In this example, embeddings are generated in the Custom UI (browser). This works well and keeps the flow fully local.

However, it is also possible to run the embedding model entirely on the Forge backend (inside the resolver), while still staying aligned with Runs on Atlassian eligibility.

This approach has a few practical differences:

the frontend sends only plain text
embeddings are generated on the backend
no model loading required in Custom UI, and no browser-side WebAssembly setup

You can use the same model - Xenova/all-MiniLM-L6-v2 - directly on the backend.

The setup is slightly different:

model files are stored inside the app (models/ folder)
included via extraFiles in manifest.yml
a separate bundle with @huggingface/transformers is built and loaded dynamically at runtime (Forge does not support dynamic imports in the default webpack build)

1. Add the model files into the app

The model files can be placed inside the app like this:

models/
  all-MiniLM-L6-v2/
    config.json
    special_tokens_map.json
    tokenizer.json
    tokenizer_config.json
    onnx/
      model.onnx

One important detail: model_quantized.onnx should be renamed to model.onnx.

2. Include the model files in manifest.yml

The model files need to be included in the Forge package:

app:
  runtime:
    name: nodejs24.x
    architecture: arm64
  id: ari:cloud:ecosystem::app/e05c9f71-3320-4eb7-bf83-89c20c6f8d21
  package:
    extraFiles:
      - models/**/*

Also, backend embeddings do not need the Custom UI wasm setup from the frontend example.

3. Build a separate sidecar bundle with @huggingface/transformers

In my case, I created a separate small library for this:

ai-lib/

Its package.json looks like this:

{
  "name": "ai-lib",
  "version": "1.0.0",
  "type": "commonjs",
  "main": "index.js",
  "scripts": {
    "build:tunnel": "vite build --mode tunnel",
    "build:arm64": "vite build --mode production:arm64",
    "build:x86_64": "vite build --mode production:x86_64"
  },
  "dependencies": {
    "@huggingface/transformers": "^4.0.1",
    "vite": "^8.0.8"
  },
  "devDependencies": {
    "esbuild": "^0.28.0",
    "rollup-plugin-copy": "^3.5.0",
    "vite-plugin-static-copy": "^4.0.1"
  }
}

This is built separately because the default Forge webpack build does not handle the dynamic import path for the model bundle the way we need here.

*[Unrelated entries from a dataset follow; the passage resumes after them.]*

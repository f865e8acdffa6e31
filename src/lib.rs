/// Implemented RL algorithms
pub mod algo;

/// Environment
pub mod env;

/// Error types
pub mod error;

/// Exploration policies
pub mod exploration;

/// The grid world
pub mod gym;

/// Transitions
pub mod memory;

/// Single runs and parameter sweeps
pub mod sim;

mod util;

pub use algo::{TdAgent, TdAgentConfig, ValueTable};
pub use error::{Error, Result};
pub use sim::{
    simulate_agent, simulate_agent_from, simulate_agent_with, simulate_multi_parameter,
    RewardHistory, RunConfig, RunOutcome, Sweep, SweepConfig,
};
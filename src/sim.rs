use log::{debug, info};
use rand::{rngs::StdRng, Rng, SeedableRng};
#[cfg(feature = "parallel")]
use rayon::prelude::*;

use crate::{
    algo::tabular::{TdAgent, TdAgentConfig, ValueTable},
    env::Environment,
    error::{Error, Result},
    gym::GridWorld,
    util::elementwise_mean,
};

/// Running average of the cumulative reward, one entry per simulated step
pub type RewardHistory = Vec<f64>;

/// Configuration for a single run of [`simulate_agent_with`]
#[derive(Debug, Clone, PartialEq)]
pub struct RunConfig {
    pub n_steps: usize,
    pub agent: TdAgentConfig,
}

impl Default for RunConfig {
    fn default() -> Self {
        Self {
            n_steps: 50_000,
            agent: TdAgentConfig::default(),
        }
    }
}

/// Everything a single run produces
#[derive(Debug, Clone, PartialEq)]
pub struct RunOutcome {
    /// Value estimates at the end of the run
    pub values: ValueTable,
    pub rewards: RewardHistory,
    /// Number of times a goal was reached
    pub episodes: u32,
    pub walls_hit: u32,
}

fn ensure_positive(name: &str, n: usize) -> Result<()> {
    if n == 0 {
        return Err(Error::invalid_argument(name, "must be greater than zero"));
    }
    Ok(())
}

/// Run the agent for `n_steps` steps from a freshly drawn value table
///
/// **Returns** `(values, rewards)` where `rewards[i]` is the average reward over steps `0..=i`
pub fn simulate_agent<R: Rng + ?Sized>(
    n_steps: usize,
    epsilon: f64,
    discount: f64,
    rng: &mut R,
) -> Result<(ValueTable, RewardHistory)> {
    let config = RunConfig {
        n_steps,
        agent: TdAgentConfig {
            epsilon,
            gamma: discount,
            ..Default::default()
        },
    };
    let outcome = simulate_agent_with(&config, rng)?;
    Ok((outcome.values, outcome.rewards))
}

/// Like [`simulate_agent`], with the full configuration and run statistics
pub fn simulate_agent_with<R: Rng + ?Sized>(config: &RunConfig, rng: &mut R) -> Result<RunOutcome> {
    ensure_positive("n_steps", config.n_steps)?;
    let values = ValueTable::random(rng);
    simulate_agent_from(config, values, rng)
}

/// Run the agent starting from the given value estimates
///
/// Every step starts where the previous one ended, except after a goal, where the
/// environment is reset to the start state. The value update always uses the state
/// the step actually resolved to.
pub fn simulate_agent_from<R: Rng + ?Sized>(
    config: &RunConfig,
    values: ValueTable,
    rng: &mut R,
) -> Result<RunOutcome> {
    ensure_positive("n_steps", config.n_steps)?;
    let mut agent = TdAgent::new(config.agent.clone(), values)?;
    let mut env = GridWorld::new();

    let mut total_reward = 0.0;
    let mut rewards = Vec::with_capacity(config.n_steps);
    for i in 0..config.n_steps {
        if !env.is_active() {
            env.reset();
        }

        let exp = agent.go(&mut env, rng);
        total_reward += exp.reward;
        rewards.push(total_reward / (i + 1) as f64);
    }

    let episodes = env.report["episodes"] as u32;
    let walls_hit = env.report["walls"] as u32;
    debug!(
        "run finished: {} steps, {episodes} episodes, {walls_hit} wall hits, average reward {:.3}",
        config.n_steps,
        total_reward / config.n_steps as f64,
    );

    Ok(RunOutcome {
        values: agent.into_values(),
        rewards,
        episodes,
        walls_hit,
    })
}

/// Configuration for [`simulate_multi_parameter`]
#[derive(Debug, Clone, PartialEq)]
pub struct SweepConfig {
    pub epsilons: Vec<f64>,
    pub discount: f64,
    pub alpha: f64,
    /// Average values and rewards over runs instead of returning every run
    pub averaged: bool,
    /// Independent runs per epsilon
    pub runs: usize,
    pub n_steps: usize,
    /// Run `k` of the sweep, counted across all epsilons, is seeded with `seed + k`
    pub seed: u64,
}

impl Default for SweepConfig {
    fn default() -> Self {
        Self {
            epsilons: vec![0.1],
            discount: 0.95,
            alpha: 0.01,
            averaged: true,
            runs: 5,
            n_steps: 50_000,
            seed: 0,
        }
    }
}

/// Results of a sweep, indexed by epsilon in the order given
#[derive(Debug, Clone, PartialEq)]
pub enum Sweep {
    Averaged {
        values: Vec<ValueTable>,
        rewards: Vec<RewardHistory>,
    },
    PerRun {
        values: Vec<Vec<ValueTable>>,
        rewards: Vec<Vec<RewardHistory>>,
    },
}

fn simulate_seeded(config: &RunConfig, seed: u64) -> Result<RunOutcome> {
    let mut rng = StdRng::seed_from_u64(seed);
    simulate_agent_with(config, &mut rng)
}

#[cfg(not(feature = "parallel"))]
fn simulate_runs(config: &RunConfig, first_seed: u64, runs: usize) -> Result<Vec<RunOutcome>> {
    (0..runs)
        .map(|k| simulate_seeded(config, first_seed.wrapping_add(k as u64)))
        .collect()
}

#[cfg(feature = "parallel")]
fn simulate_runs(config: &RunConfig, first_seed: u64, runs: usize) -> Result<Vec<RunOutcome>> {
    (0..runs)
        .into_par_iter()
        .map(|k| simulate_seeded(config, first_seed.wrapping_add(k as u64)))
        .collect()
}

/// Run `config.runs` independent simulations for every epsilon
///
/// Each run draws a fresh value table from its own seeded generator, so the result
/// does not depend on whether runs execute in parallel.
pub fn simulate_multi_parameter(config: &SweepConfig) -> Result<Sweep> {
    if config.epsilons.is_empty() {
        return Err(Error::invalid_argument("epsilons", "must not be empty"));
    }
    ensure_positive("runs", config.runs)?;
    ensure_positive("n_steps", config.n_steps)?;

    let mut values = Vec::with_capacity(config.epsilons.len());
    let mut rewards = Vec::with_capacity(config.epsilons.len());
    for (i, &epsilon) in config.epsilons.iter().enumerate() {
        info!("starting {} runs for epsilon {epsilon}", config.runs);

        let run_config = RunConfig {
            n_steps: config.n_steps,
            agent: TdAgentConfig {
                epsilon,
                alpha: config.alpha,
                gamma: config.discount,
            },
        };
        let first_seed = config.seed.wrapping_add((i * config.runs) as u64);
        let (run_values, run_rewards): (Vec<_>, Vec<_>) =
            simulate_runs(&run_config, first_seed, config.runs)?
                .into_iter()
                .map(|outcome| (outcome.values, outcome.rewards))
                .unzip();

        values.push(run_values);
        rewards.push(run_rewards);
    }

    if !config.averaged {
        return Ok(Sweep::PerRun { values, rewards });
    }

    Ok(Sweep::Averaged {
        values: values
            .iter()
            .map(|runs| ValueTable::mean(runs).unwrap_or_default())
            .collect(),
        rewards: rewards.iter().map(|runs| elementwise_mean(runs)).collect(),
    })
}
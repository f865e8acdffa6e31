use thiserror::Error;

/// Result alias used throughout the crate
pub type Result<T> = std::result::Result<T, Error>;

/// Errors raised when a caller hands the agent or a simulator out-of-range input
#[derive(Error, Debug, Clone, PartialEq)]
#[non_exhaustive]
pub enum Error {
    #[error("invalid argument `{name}`: {reason}")]
    InvalidArgument { name: String, reason: String },
}

impl Error {
    pub(crate) fn invalid_argument(name: impl Into<String>, reason: impl Into<String>) -> Self {
        Self::InvalidArgument {
            name: name.into(),
            reason: reason.into(),
        }
    }
}
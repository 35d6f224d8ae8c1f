// crates/rescode-gen/src/definition.rs
// ============================================================================
// Module: Error Definitions
// Description: Validated error definition records and generator input.
// Purpose: Carry parsed definitions from the input parser to the emitter.
// Dependencies: std
// ============================================================================

//! ## Overview
//! An [`ErrorDefinition`] is one validated row of the input document. Values
//! of this type are produced by [`crate::input`] after every validation rule
//! has passed; the emitter assumes they are well formed.
//!
//! [`GeneratorConfig`] pairs the ordered definitions with the Go package name
//! the emitter should declare.

// ============================================================================
// SECTION: Imports
// ============================================================================

use std::fmt;

// ============================================================================
// SECTION: Constants
// ============================================================================

/// Package name used when the generator config leaves it empty.
pub const DEFAULT_PACKAGE: &str = "main";

// ============================================================================
// SECTION: gRPC Status Codes
// ============================================================================

/// gRPC status codes, matching `google.golang.org/grpc/codes`.
///
/// # Invariants
/// - Discriminants are the wire values 0 through 16.
#[derive(Debug, Clone, Copy, PartialEq, Eq, PartialOrd, Ord, Hash)]
#[repr(u8)]
pub enum GrpcCode {
    /// Not an error; returned on success.
    Ok = 0,
    /// The operation was canceled, typically by the caller.
    Canceled = 1,
    /// Unknown error.
    Unknown = 2,
    /// The client specified an invalid argument.
    InvalidArgument = 3,
    /// The deadline expired before the operation could complete.
    DeadlineExceeded = 4,
    /// Some requested entity was not found.
    NotFound = 5,
    /// The entity a client attempted to create already exists.
    AlreadyExists = 6,
    /// The caller lacks permission for the operation.
    PermissionDenied = 7,
    /// Some resource has been exhausted.
    ResourceExhausted = 8,
    /// The system is not in a state required for the operation.
    FailedPrecondition = 9,
    /// The operation was aborted.
    Aborted = 10,
    /// The operation was attempted past the valid range.
    OutOfRange = 11,
    /// The operation is not implemented or supported.
    Unimplemented = 12,
    /// Internal invariants were broken.
    Internal = 13,
    /// The service is currently unavailable.
    Unavailable = 14,
    /// Unrecoverable data loss or corruption.
    DataLoss = 15,
    /// The request lacks valid authentication credentials.
    Unauthenticated = 16,
}

/// All gRPC status codes in wire order.
const ALL_CODES: [GrpcCode; 17] = [
    GrpcCode::Ok,
    GrpcCode::Canceled,
    GrpcCode::Unknown,
    GrpcCode::InvalidArgument,
    GrpcCode::DeadlineExceeded,
    GrpcCode::NotFound,
    GrpcCode::AlreadyExists,
    GrpcCode::PermissionDenied,
    GrpcCode::ResourceExhausted,
    GrpcCode::FailedPrecondition,
    GrpcCode::Aborted,
    GrpcCode::OutOfRange,
    GrpcCode::Unimplemented,
    GrpcCode::Internal,
    GrpcCode::Unavailable,
    GrpcCode::DataLoss,
    GrpcCode::Unauthenticated,
];

impl GrpcCode {
    /// Smallest accepted wire value.
    pub const MIN: i64 = 0;
    /// Largest accepted wire value.
    pub const MAX: i64 = 16;

    /// Returns the code for a wire value, or `None` when out of range.
    #[must_use]
    pub fn from_value(value: i64) -> Option<Self> {
        usize::try_from(value).ok().and_then(|index| ALL_CODES.get(index).copied())
    }

    /// Returns the numeric wire value.
    #[must_use]
    pub const fn value(self) -> u8 {
        self as u8
    }

    /// Returns the constant name used by `google.golang.org/grpc/codes`.
    #[must_use]
    pub const fn name(self) -> &'static str {
        match self {
            Self::Ok => "OK",
            Self::Canceled => "Canceled",
            Self::Unknown => "Unknown",
            Self::InvalidArgument => "InvalidArgument",
            Self::DeadlineExceeded => "DeadlineExceeded",
            Self::NotFound => "NotFound",
            Self::AlreadyExists => "AlreadyExists",
            Self::PermissionDenied => "PermissionDenied",
            Self::ResourceExhausted => "ResourceExhausted",
            Self::FailedPrecondition => "FailedPrecondition",
            Self::Aborted => "Aborted",
            Self::OutOfRange => "OutOfRange",
            Self::Unimplemented => "Unimplemented",
            Self::Internal => "Internal",
            Self::Unavailable => "Unavailable",
            Self::DataLoss => "DataLoss",
            Self::Unauthenticated => "Unauthenticated",
        }
    }
}

impl fmt::Display for GrpcCode {
    fn fmt(&self, formatter: &mut fmt::Formatter<'_>) -> fmt::Result {
        formatter.write_str(self.name())
    }
}

// ============================================================================
// SECTION: Definitions
// ============================================================================

/// A validated error definition.
///
/// # Invariants
/// - `code` and `http` are non-zero; `key` and `message` are non-empty.
/// - `desc` keeps whatever the document held; an empty string is treated the
///   same as an absent description when rendering.
#[derive(Debug, Clone, PartialEq, Eq)]
pub struct ErrorDefinition {
    /// Unique numeric error code.
    pub code: u64,
    /// Symbolic name used to build Go identifiers.
    pub key: String,
    /// Human-readable error message.
    pub message: String,
    /// HTTP status code.
    pub http: i64,
    /// gRPC status code.
    pub grpc: GrpcCode,
    /// Optional free-text description.
    pub desc: Option<String>,
}

impl ErrorDefinition {
    /// Returns the description when present and non-empty.
    #[must_use]
    pub fn description(&self) -> Option<&str> {
        self.desc.as_deref().filter(|desc| !desc.is_empty())
    }
}

// ============================================================================
// SECTION: Generator Input
// ============================================================================

/// Input to the code emitter.
///
/// # Invariants
/// - Definition order is preserved verbatim in the generated output.
#[derive(Debug, Clone, Default, PartialEq, Eq)]
pub struct GeneratorConfig {
    /// Go package name; empty selects [`DEFAULT_PACKAGE`].
    pub package: String,
    /// Ordered, validated definitions.
    pub definitions: Vec<ErrorDefinition>,
}

impl GeneratorConfig {
    /// Builds a config from a package name and ordered definitions.
    #[must_use]
    pub fn new(package: impl Into<String>, definitions: Vec<ErrorDefinition>) -> Self {
        Self {
            package: package.into(),
            definitions,
        }
    }

    /// Returns the package name to declare, falling back to [`DEFAULT_PACKAGE`].
    #[must_use]
    pub fn package_name(&self) -> &str {
        if self.package.is_empty() { DEFAULT_PACKAGE } else { &self.package }
    }
}
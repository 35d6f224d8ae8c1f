// crates/rescode-gen-cli/src/i18n.rs
// ============================================================================
// Module: CLI Internationalization Helpers
// Description: Message catalog and translation utilities for rescodegen.
// Purpose: Centralize user-facing strings so every locale stays in step.
// Dependencies: Standard library collections and formatting utilities.
// ============================================================================

//! ## Overview
//! The rescodegen CLI stores user-facing strings in a small translation
//! catalog. All runtime output is routed through the [`t!`](crate::t) macro;
//! diagnostics emitted through `tracing` are not localized.
//!
//! ## Invariants
//! - The locale is selected once and read-only thereafter.
//! - Missing keys fall back to English and then to the key itself.
//! - Placeholder substitutions preserve deterministic order.

// ============================================================================
// SECTION: Imports
// ============================================================================

use std::collections::HashMap;
use std::sync::OnceLock;

// ============================================================================
// SECTION: Types
// ============================================================================

/// Supported CLI locales.
///
/// # Invariants
/// - [`Locale::En`] is the default fallback locale.
#[derive(Debug, Copy, Clone, PartialEq, Eq)]
pub enum Locale {
    /// English (default).
    En,
    /// Catalan.
    Ca,
}

impl Locale {
    /// Returns the canonical locale label.
    #[must_use]
    pub const fn as_str(self) -> &'static str {
        match self {
            Self::En => "en",
            Self::Ca => "ca",
        }
    }

    /// Parses a locale value (case-insensitive, tolerant of region tags).
    #[must_use]
    pub fn parse(value: &str) -> Option<Self> {
        let normalized = value.trim().to_ascii_lowercase();
        let lang = normalized.split(['-', '_']).next().unwrap_or("");
        match lang {
            "en" => Some(Self::En),
            "ca" => Some(Self::Ca),
            _ => None,
        }
    }
}

/// Ordered list of supported CLI locales.
pub const SUPPORTED_LOCALES: &[Locale] = &[Locale::En, Locale::Ca];

/// A formatted message argument captured by the [`macro@crate::t`] macro.
///
/// # Invariants
/// - `key` matches a placeholder name without braces (for example, `path`).
#[derive(Clone)]
pub struct MessageArg {
    /// Placeholder name used in message templates.
    pub key: &'static str,
    /// Preformatted value substituted for the placeholder.
    pub value: String,
}

impl MessageArg {
    /// Constructs a new [`MessageArg`] from a key and displayable value.
    pub fn new(key: &'static str, value: impl Into<String>) -> Self {
        Self {
            key,
            value: value.into(),
        }
    }
}

// ============================================================================
// SECTION: Locale Selection
// ============================================================================

/// Global locale selection for CLI output.
static CURRENT_LOCALE: OnceLock<Locale> = OnceLock::new();

/// Sets the CLI locale. Only the first call wins.
pub fn set_locale(locale: Locale) {
    let _ = CURRENT_LOCALE.set(locale);
}

/// Returns the current CLI locale (defaults to English).
#[must_use]
pub fn current_locale() -> Locale {
    CURRENT_LOCALE.get().copied().unwrap_or(Locale::En)
}

// ============================================================================
// SECTION: Catalog
// ============================================================================

/// English catalog entries.
const CATALOG_EN: &[(&str, &str)] = &[
    ("main.version", "rescodegen version {version}"),
    ("output.stream.stdout", "stdout"),
    ("output.stream.stderr", "stderr"),
    ("output.stream.unknown", "output"),
    ("output.write_failed", "Failed to write to {stream}: {error}"),
    ("config.load_failed", "Failed to load config: {error}"),
    ("generate.input.required", "Error: --input is required"),
    ("generate.input.open_failed", "Error: Failed to open input file {path}: {error}"),
    ("generate.input.parse_failed", "Error: Failed to parse input file: {error}"),
    (
        "generate.package.cwd_failed",
        "Error: Failed to resolve the working directory for the default package name: {error}",
    ),
    ("generate.failed", "Error: Failed to generate code: {error}"),
    ("generate.output.write_failed", "Error: Failed to write output file {path}: {error}"),
    ("generate.ok", "Successfully generated {path} with {count} error definitions"),
    ("check.violation", "Error: {detail}"),
    (
        "check.duplicate.code",
        "Warning: definitions #{first} and #{second} share code {code}",
    ),
    ("check.duplicate.key", "Warning: definitions #{first} and #{second} share key {key}"),
    ("check.ok", "{path}: {count} error definitions, no violations"),
    ("check.failed", "{path}: {violations} violations in {count} error definitions"),
    ("run.job.failed", "Job {index} failed: {error}"),
    ("run.ok", "Completed {jobs} generation jobs"),
    ("i18n.lang.invalid_env", "Invalid value for {env}: {value}. Expected 'en' or 'ca'."),
    (
        "i18n.disclaimer.machine_translated",
        "Note: non-English output is machine-translated and may be inaccurate.",
    ),
];

/// Catalan catalog entries.
const CATALOG_CA: &[(&str, &str)] = &[
    ("main.version", "rescodegen versió {version}"),
    ("output.stream.stdout", "stdout"),
    ("output.stream.stderr", "stderr"),
    ("output.stream.unknown", "sortida"),
    ("output.write_failed", "No s'ha pogut escriure a {stream}: {error}"),
    ("config.load_failed", "No s'ha pogut carregar la configuració: {error}"),
    ("generate.input.required", "Error: --input és obligatori"),
    (
        "generate.input.open_failed",
        "Error: No s'ha pogut obrir el fitxer d'entrada {path}: {error}",
    ),
    ("generate.input.parse_failed", "Error: No s'ha pogut analitzar el fitxer d'entrada: {error}"),
    (
        "generate.package.cwd_failed",
        "Error: No s'ha pogut determinar el directori de treball per al nom de paquet per \
         defecte: {error}",
    ),
    ("generate.failed", "Error: No s'ha pogut generar el codi: {error}"),
    (
        "generate.output.write_failed",
        "Error: No s'ha pogut escriure el fitxer de sortida {path}: {error}",
    ),
    ("generate.ok", "S'ha generat {path} amb {count} definicions d'error"),
    ("check.violation", "Error: {detail}"),
    (
        "check.duplicate.code",
        "Avís: les definicions #{first} i #{second} comparteixen el codi {code}",
    ),
    (
        "check.duplicate.key",
        "Avís: les definicions #{first} i #{second} comparteixen la clau {key}",
    ),
    ("check.ok", "{path}: {count} definicions d'error, cap infracció"),
    ("check.failed", "{path}: {violations} infraccions en {count} definicions d'error"),
    ("run.job.failed", "La tasca {index} ha fallat: {error}"),
    ("run.ok", "S'han completat {jobs} tasques de generació"),
    ("i18n.lang.invalid_env", "Valor no vàlid per a {env}: {value}. S'esperava 'en' o 'ca'."),
    (
        "i18n.disclaimer.machine_translated",
        "Nota: la sortida que no és en anglès està traduïda automàticament i pot ser inexacta.",
    ),
];

/// Returns the raw catalog entries for the requested locale.
pub const fn catalog_entries_for(locale: Locale) -> &'static [(&'static str, &'static str)] {
    match locale {
        Locale::En => CATALOG_EN,
        Locale::Ca => CATALOG_CA,
    }
}

/// Returns the message catalog for the requested locale.
pub(crate) fn catalog_for(locale: Locale) -> &'static HashMap<&'static str, &'static str> {
    static CATALOG_EN_MAP: OnceLock<HashMap<&'static str, &'static str>> = OnceLock::new();
    static CATALOG_CA_MAP: OnceLock<HashMap<&'static str, &'static str>> = OnceLock::new();
    match locale {
        Locale::En => CATALOG_EN_MAP.get_or_init(|| CATALOG_EN.iter().copied().collect()),
        Locale::Ca => CATALOG_CA_MAP.get_or_init(|| CATALOG_CA.iter().copied().collect()),
    }
}

// ============================================================================
// SECTION: Translation
// ============================================================================

/// Translates `key` using the selected locale while substituting `args`.
#[must_use]
pub fn translate(key: &str, args: Vec<MessageArg>) -> String {
    translate_for(current_locale(), key, &args)
}

/// Translates `key` for an explicit locale.
///
/// Placeholders are filled in one pass over the template, so substituted
/// values are never scanned for further placeholders. Unknown placeholders
/// stay verbatim.
#[must_use]
pub fn translate_for(locale: Locale, key: &str, args: &[MessageArg]) -> String {
    let template = catalog_for(locale)
        .get(key)
        .copied()
        .or_else(|| catalog_for(Locale::En).get(key).copied())
        .unwrap_or(key);
    let mut result = String::with_capacity(template.len());
    let mut rest = template;
    while let Some(open) = rest.find('{') {
        result.push_str(&rest[.. open]);
        let after = &rest[open + 1 ..];
        let Some(close) = after.find('}') else {
            rest = &rest[open ..];
            break;
        };
        let name = &after[.. close];
        match args.iter().find(|arg| arg.key == name) {
            Some(arg) => result.push_str(&arg.value),
            None => result.push_str(&rest[open ..= open + close + 1]),
        }
        rest = &after[close + 1 ..];
    }
    result.push_str(rest);
    result
}

// ============================================================================
// SECTION: Macro
// ============================================================================

/// Formats a localized message from a key and named arguments.
///
/// Named arguments are substituted into `{placeholder}` positions of the
/// catalog template selected by `$key`.
#[macro_export]
macro_rules! t {
    ($key:literal $(, $name:ident = $value:expr )* $(,)?) => {{
        let args = ::std::vec![
            $(
                $crate::i18n::MessageArg::new(stringify!($name), $value.to_string()),
            )*
        ];
        $crate::i18n::translate($key, args)
    }};
}
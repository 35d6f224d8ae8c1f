// crates/rescode-gen-cli/src/lib.rs
// ============================================================================
// Module: rescodegen CLI Library
// Description: Shared helpers for the rescodegen command-line binary.
// Purpose: Expose the message catalog and batch config loader to the binary.
// Dependencies: rescode-gen, serde, thiserror, toml
// ============================================================================

//! ## Overview
//! Library half of the `rescodegen` binary. The [`i18n`] module holds the
//! localized message catalog behind the [`t!`](crate::t) macro, and
//! [`config`] loads the TOML batch file consumed by `rescodegen run`.

// ============================================================================
// SECTION: Modules
// ============================================================================

pub mod config;
pub mod i18n;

4. Build for the correct architecture

For forge deploy, the ai-lib bundle must match the runtime architecture defined in manifest.yml.

For example:

app:
  runtime:
    name: nodejs24.x
    architecture: arm64

If architecture is set to arm64, build the sidecar bundle for arm64:

npm run build:arm64

If architecture is set to x86_64, build it for x86_64:

npm run build:x86_64

If architecture is not specified in manifest.yml, use x86_64.

For forge tunnel, use:

npm run build:tunnel

In the tunnel case, the build is intended for local development and depends on your machine architecture.

5. Backend embedding code

The vector generation code can look like this:

import { env, pipeline } from "@huggingface/transformers";
import path from "node:path";

const MODEL_NAME = "all-MiniLM-L6-v2";

export const initAI = async (basePath: string) => {
  env.allowLocalModels = true;
  env.allowRemoteModels = false;

  env.localModelPath = path.join(basePath, "models/");
  env.backends.onnx.wasm!.proxy = false;
  env.backends.onnx.wasm!.wasmPaths = path.join(basePath, "wasm/");

  const extractor = await pipeline("feature-extraction", MODEL_NAME, {
    device: "cpu",
  });

  return {
    async getVector(text: string): Promise<number[]> {
      const output = await extractor(text, { pooling: "mean", normalize: true });
      return Array.from(output.data) as number[];
    },
  };
};

6. Include the built sidecar bundle in manifest.yml

After the bundle is built, include it in the app package too:

app:
  runtime:
    name: nodejs24.x
    architecture: arm64
  id: ari:cloud:ecosystem::app/e05c9f71-3320-4eb7-bf83-89c20c6f8d21
  package:
    extraFiles:
      - models/**/*
      - ai-lib/dist/**/*

7. Load the bundle dynamically on the backend

In the backend code, the built bundle can be loaded dynamically like this:

import path from "node:path";

let aiInstance: any = null;

export const getVector = async (text: string): Promise<number[]> => {
  if (!aiInstance) {
    const sidecarPath = path.join(process.cwd(), "ai-lib/dist/dist/index.mjs");

    try {
      const importDynamic = new Function("modulePath", "return import(modulePath)");
      const module = await importDynamic(sidecarPath);
      const initAI = module.initAI;

      aiInstance = await initAI(process.cwd());
    } catch (err) {
      console.error("Failed to load AI sidecar bundle:", err);
      throw err;
    }
  }

  return await aiInstance.getVector(text);
};

8. Use it directly in the resolver

Then the resolver can generate embeddings on the backend:

import { getVector } from "./ai";

resolver.define("create", async (req: Request<{ data: CreateDocumentInput }>): Promise<number> => {
  const { title, document } = req.payload.data;
  const embedding = await getVector(document);
  const res = await forgeSQL.insert(embeddedDocuments).values([{ title, document, embedding }]);
  return res[0].insertId;
});

With this approach, the frontend sends only plain text, and the vectors for semantic search are computed fully on the backend.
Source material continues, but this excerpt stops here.